Politique

Gordon Brown : l'homme de la semaine

Article publié le 15 octobre 2008
Article publié le 15 octobre 2008
Grâce à ses propositions économiques, Brown semble renaître de ses propres cendres, là où plus personne ne l'attendait.

Depuis le 13 octobre, les bourses mondiales s'enflamment. Les marchés ont repris confiance et les analystes financiers entrevoient la lumière au bout du tunnel. C'est un sommet historique qui a réuni les chefs d'Etats et de gouvernement de la zone euro à Paris ce dimanche 12 octobre qui aurait brusquement changé la donne. Qu'y ont-ils fait au juste ? Ils se sont calqués sur Gordon Brown. « Parfois, il faut une crise pour que les gens acceptent l'évidence, que certaines choses auraient dû être faites il y a des années et ne peuvent plus attendre », a t-il déclaré depuis le Fonds monétaire international. Son idée ? Injecter de l'argent public dans les banques en manque de liquidités, en échange de leurs actions. Cela revient à un plan de nationalisation des banques en règle. Les leaders européens ont annoncé qu'ils étaient enclins à faire de même chez eux.
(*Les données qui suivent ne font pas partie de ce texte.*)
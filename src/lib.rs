//! classreg - named classes with single inheritance
//!
//! A process-wide registry of class descriptors for dynamic values, with an
//! O(1) subtype index and bindings that expose it to sandboxed Lua scripts.

pub mod lua;
pub mod objects;

use std::path::Path;

use figment::providers::{Env, Format, Serialized, Toml};
use figment::Figment;
use serde::{Deserialize, Serialize};

use lua::SandboxConfig;

pub use objects::{
    define_class, get_descriptor, instantiate_blank, is_instance_of, type_of, ClassDescriptor,
    ClassError, ClassRegistry, ConstructorHandle, Function, Instance, Value,
};

/// Environment variable prefix for configuration overrides
pub const ENV_PREFIX: &str = "CLASSREG_";

/// Runtime configuration
#[derive(Debug, Clone, PartialEq, Eq, Serialize, Deserialize)]
#[serde(default)]
pub struct Config {
    /// Tracing filter used when `RUST_LOG` is not set
    pub log_filter: String,
    /// Limits for Lua scripts
    pub sandbox: SandboxConfig,
}

impl Default for Config {
    fn default() -> Self {
        Self {
            log_filter: "classreg=info".to_string(),
            sandbox: SandboxConfig::default(),
        }
    }
}

impl Config {
    /// Load configuration: defaults, then `file` (TOML) if given, then
    /// `CLASSREG_*` environment variables (`__` separates nested keys)
    pub fn load(file: Option<&Path>) -> Result<Self, figment::Error> {
        let mut figment = Figment::from(Serialized::defaults(Config::default()));
        if let Some(path) = file {
            figment = figment.merge(Toml::file(path));
        }
        figment
            .merge(Env::prefixed(ENV_PREFIX).split("__"))
            .extract()
    }
}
« Qu'ont-ils fait au juste ? Ils se sont calqués sur Gordon Brown »

Il a d'autant plus de mérite que ce retour à la pensée de Keynes ou à la social-démocratie pure, a germé dans le pays du néolibéralisme thatchérien, mais le leadership économique anglais reste pathologique pour une Europe qui ne sait pas agir sans l'impulsion de Londres. L'autre proposition de Brown est de mettre en place un nouveau système de Bretton Woods qui garantirait la stabilité du capitalisme mondial, alors que Sarkozy, dans le même souffle, a appelé à une « refondation du capitalisme », en le recentrant sur l'industrie.

Chez lui, Brown a mis complètement hors-jeu le chef de l'opposition, le conservateur David Cameron. Sur la scène européenne, il est bien possible que l'on voie de plus en plus souvent ensemble en public des chefs de gouvernement comme Zapatero, Socrates, Brown et autres socialistes ravis de voir enfin le rôle principal rendu à leur idéologie fondamentale.